WHAT TO WORK ON: The records that follow need to be output exactly as they are.

DATA FOR PROCESSING:

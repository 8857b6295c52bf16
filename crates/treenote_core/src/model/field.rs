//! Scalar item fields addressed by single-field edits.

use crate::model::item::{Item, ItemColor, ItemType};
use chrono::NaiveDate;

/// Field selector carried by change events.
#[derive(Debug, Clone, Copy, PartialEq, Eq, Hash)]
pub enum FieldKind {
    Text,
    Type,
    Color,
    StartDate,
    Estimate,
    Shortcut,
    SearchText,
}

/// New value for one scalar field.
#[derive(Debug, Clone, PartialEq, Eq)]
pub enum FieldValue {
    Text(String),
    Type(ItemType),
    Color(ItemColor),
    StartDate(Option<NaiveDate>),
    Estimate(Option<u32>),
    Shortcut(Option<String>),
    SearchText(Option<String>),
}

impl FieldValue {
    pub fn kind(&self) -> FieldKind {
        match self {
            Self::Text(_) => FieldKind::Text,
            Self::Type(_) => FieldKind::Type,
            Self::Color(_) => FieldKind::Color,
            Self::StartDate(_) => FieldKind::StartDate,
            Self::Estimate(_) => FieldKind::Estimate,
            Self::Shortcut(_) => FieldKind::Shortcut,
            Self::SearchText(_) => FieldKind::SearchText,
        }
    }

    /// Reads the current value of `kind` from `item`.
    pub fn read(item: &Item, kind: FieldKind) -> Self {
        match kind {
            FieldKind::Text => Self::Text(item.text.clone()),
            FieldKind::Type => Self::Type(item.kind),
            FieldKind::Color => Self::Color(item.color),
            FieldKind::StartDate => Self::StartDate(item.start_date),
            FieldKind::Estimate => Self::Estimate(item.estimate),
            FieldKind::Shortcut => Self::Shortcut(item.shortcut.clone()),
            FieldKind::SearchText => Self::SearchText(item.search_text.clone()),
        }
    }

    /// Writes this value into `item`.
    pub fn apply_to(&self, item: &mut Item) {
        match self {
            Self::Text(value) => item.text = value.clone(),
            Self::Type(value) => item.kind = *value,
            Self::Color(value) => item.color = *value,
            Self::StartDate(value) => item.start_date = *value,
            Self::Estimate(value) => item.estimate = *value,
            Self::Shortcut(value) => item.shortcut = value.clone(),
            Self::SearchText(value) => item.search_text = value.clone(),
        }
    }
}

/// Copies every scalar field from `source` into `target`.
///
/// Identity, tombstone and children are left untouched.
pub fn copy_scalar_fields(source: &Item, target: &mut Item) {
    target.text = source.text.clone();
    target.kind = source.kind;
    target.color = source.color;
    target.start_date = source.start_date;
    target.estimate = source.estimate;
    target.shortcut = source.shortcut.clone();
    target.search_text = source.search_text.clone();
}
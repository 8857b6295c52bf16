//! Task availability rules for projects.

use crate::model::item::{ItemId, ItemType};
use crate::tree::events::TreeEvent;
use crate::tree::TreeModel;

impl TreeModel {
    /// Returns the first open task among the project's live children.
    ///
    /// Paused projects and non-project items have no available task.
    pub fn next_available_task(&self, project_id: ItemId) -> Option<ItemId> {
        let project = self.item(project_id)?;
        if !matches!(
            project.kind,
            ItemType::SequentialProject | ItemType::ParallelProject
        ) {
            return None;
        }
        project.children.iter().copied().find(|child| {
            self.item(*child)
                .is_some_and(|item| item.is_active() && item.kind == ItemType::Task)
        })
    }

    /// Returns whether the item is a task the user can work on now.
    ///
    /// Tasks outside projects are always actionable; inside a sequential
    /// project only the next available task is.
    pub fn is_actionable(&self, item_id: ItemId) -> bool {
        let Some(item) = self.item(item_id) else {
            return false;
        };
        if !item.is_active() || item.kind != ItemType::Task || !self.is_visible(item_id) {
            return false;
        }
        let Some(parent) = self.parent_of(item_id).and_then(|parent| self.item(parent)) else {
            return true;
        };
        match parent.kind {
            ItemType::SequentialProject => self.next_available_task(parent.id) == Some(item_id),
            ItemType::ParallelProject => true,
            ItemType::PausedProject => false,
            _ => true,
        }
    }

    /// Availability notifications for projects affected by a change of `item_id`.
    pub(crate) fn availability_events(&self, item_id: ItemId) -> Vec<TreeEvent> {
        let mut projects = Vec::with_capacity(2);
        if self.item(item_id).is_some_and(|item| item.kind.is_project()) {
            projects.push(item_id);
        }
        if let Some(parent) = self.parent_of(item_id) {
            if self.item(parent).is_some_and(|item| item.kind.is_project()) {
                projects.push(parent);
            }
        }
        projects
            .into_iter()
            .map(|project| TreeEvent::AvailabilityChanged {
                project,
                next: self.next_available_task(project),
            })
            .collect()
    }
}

YOUR RESPONSE:
repository 8857b6295c52bf16
filename crates/treenote_core/src/model/field.rs
//! Scalar item fields addressed by single-field edits.

use crate::model::item::{Item, ItemColor, ItemType};
use chrono::NaiveDate;

/// Field selector carried by change events.
#[derive(Debug, Clone, Copy, PartialEq, Eq, Hash)]
pub enum FieldKind {
    Text,
    Type,
    Color,
    StartDate,
    Estimate,
    Shortcut,
    SearchText,
}

/// New value for one scalar field.
#[derive(Debug, Clone, PartialEq, Eq)]
pub enum FieldValue {
    Text(String),
    Type(ItemType),
    Color(ItemColor),
    StartDate(Option<NaiveDate>),
    Estimate(Option<u32>),
    Shortcut(Option<String>),
    SearchText(Option<String>),
}

impl FieldValue {
    pub fn kind(&self) -> FieldKind {
        match self {
            Self::Text(_) => FieldKind::Text,
            Self::Type(_) => FieldKind::Type,
            Self::Color(_) => FieldKind::Color,
            Self::StartDate(_) => FieldKind::StartDate,
            Self::Estimate(_) => FieldKind::Estimate,
            Self::Shortcut(_) => FieldKind::Shortcut,
            Self::SearchText(_) => FieldKind::SearchText,
        }
    }

    /// Reads the current value of `kind` from `item`.
    pub fn read(item: &Item, kind: FieldKind) -> Self {
        match kind {
            FieldKind::Text => Self::Text(item.text.clone()),
            FieldKind::Type => Self::Type(item.kind),
            FieldKind::Color => Self::Color(item.color),
            FieldKind::StartDate => Self::StartDate(item.start_date),
            FieldKind::Estimate => Self::Estimate(item.estimate),
            FieldKind::Shortcut => Self::Shortcut(item.shortcut.clone()),
            FieldKind::SearchText => Self::SearchText(item.search_text.clone()),
        }
    }

    /// Writes this value into `item`.
    pub fn apply_to(&self, item: &mut Item) {
        match self {
            Self::Text(value) => item.text = value.clone(),
            Self::Type(value) => item.kind = *value,
            Self::Color(value) => item.color = *value,
            Self::StartDate(value) => item.start_date = *value,
            Self::Estimate(value) => item.estimate = *value,
            Self::Shortcut(value) => item.shortcut = value.clone(),
            Self::SearchText(value) => item.search_text = value.clone(),
        }
    }
}

/// Copies every scalar field from `source` into `target`.
///
/// Identity, tombstone and children are left untouched.
pub fn copy_scalar_fields(source: &Item, target: &mut Item) {
    target.text = source.text.clone();
    target.kind = source.kind;
    target.color = source.color;
    target.start_date = source.start_date;
    target.estimate = source.estimate;
    target.shortcut = source.shortcut.clone();
    target.search_text = source.search_text.clone();
}
repository 8857b6295c52bf16
//! Task availability rules for projects.

use crate::model::item::{ItemId, ItemType};
use crate::tree::events::TreeEvent;
use crate::tree::TreeModel;

impl TreeModel {
    /// Returns the first open task among the project's live children.
    ///
    /// Paused projects and non-project items have no available task.
    pub fn next_available_task(&self, project_id: ItemId) -> Option<ItemId> {
        let project = self.item(project_id)?;
        if !matches!(
            project.kind,
            ItemType::SequentialProject | ItemType::ParallelProject
        ) {
            return None;
        }
        project.children.iter().copied().find(|child| {
            self.item(*child)
                .is_some_and(|item| item.is_active() && item.kind == ItemType::Task)
        })
    }

    /// Returns whether the item is a task the user can work on now.
    ///
    /// Tasks outside projects are always actionable; inside a sequential
    /// project only the next available task is.
    pub fn is_actionable(&self, item_id: ItemId) -> bool {
        let Some(item) = self.item(item_id) else {
            return false;
        };
        if !item.is_active() || item.kind != ItemType::Task || !self.is_visible(item_id) {
            return false;
        }
        let Some(parent) = self.parent_of(item_id).and_then(|parent| self.item(parent)) else {
            return true;
        };
        match parent.kind {
            ItemType::SequentialProject => self.next_available_task(parent.id) == Some(item_id),
            ItemType::ParallelProject => true,
            ItemType::PausedProject => false,
            _ => true,
        }
    }

    /// Availability notifications for projects affected by a change of `item_id`.
    pub(crate) fn availability_events(&self, item_id: ItemId) -> Vec<TreeEvent> {
        let mut projects = Vec::with_capacity(2);
        if self.item(item_id).is_some_and(|item| item.kind.is_project()) {
            projects.push(item_id);
        }
        if let Some(parent) = self.parent_of(item_id) {
            if self.item(parent).is_some_and(|item| item.kind.is_project()) {
                projects.push(parent);
            }
        }
        projects
            .into_iter()
            .map(|project| TreeEvent::AvailabilityChanged {
                project,
                next: self.next_available_task(project),
            })
            .collect()
    }
}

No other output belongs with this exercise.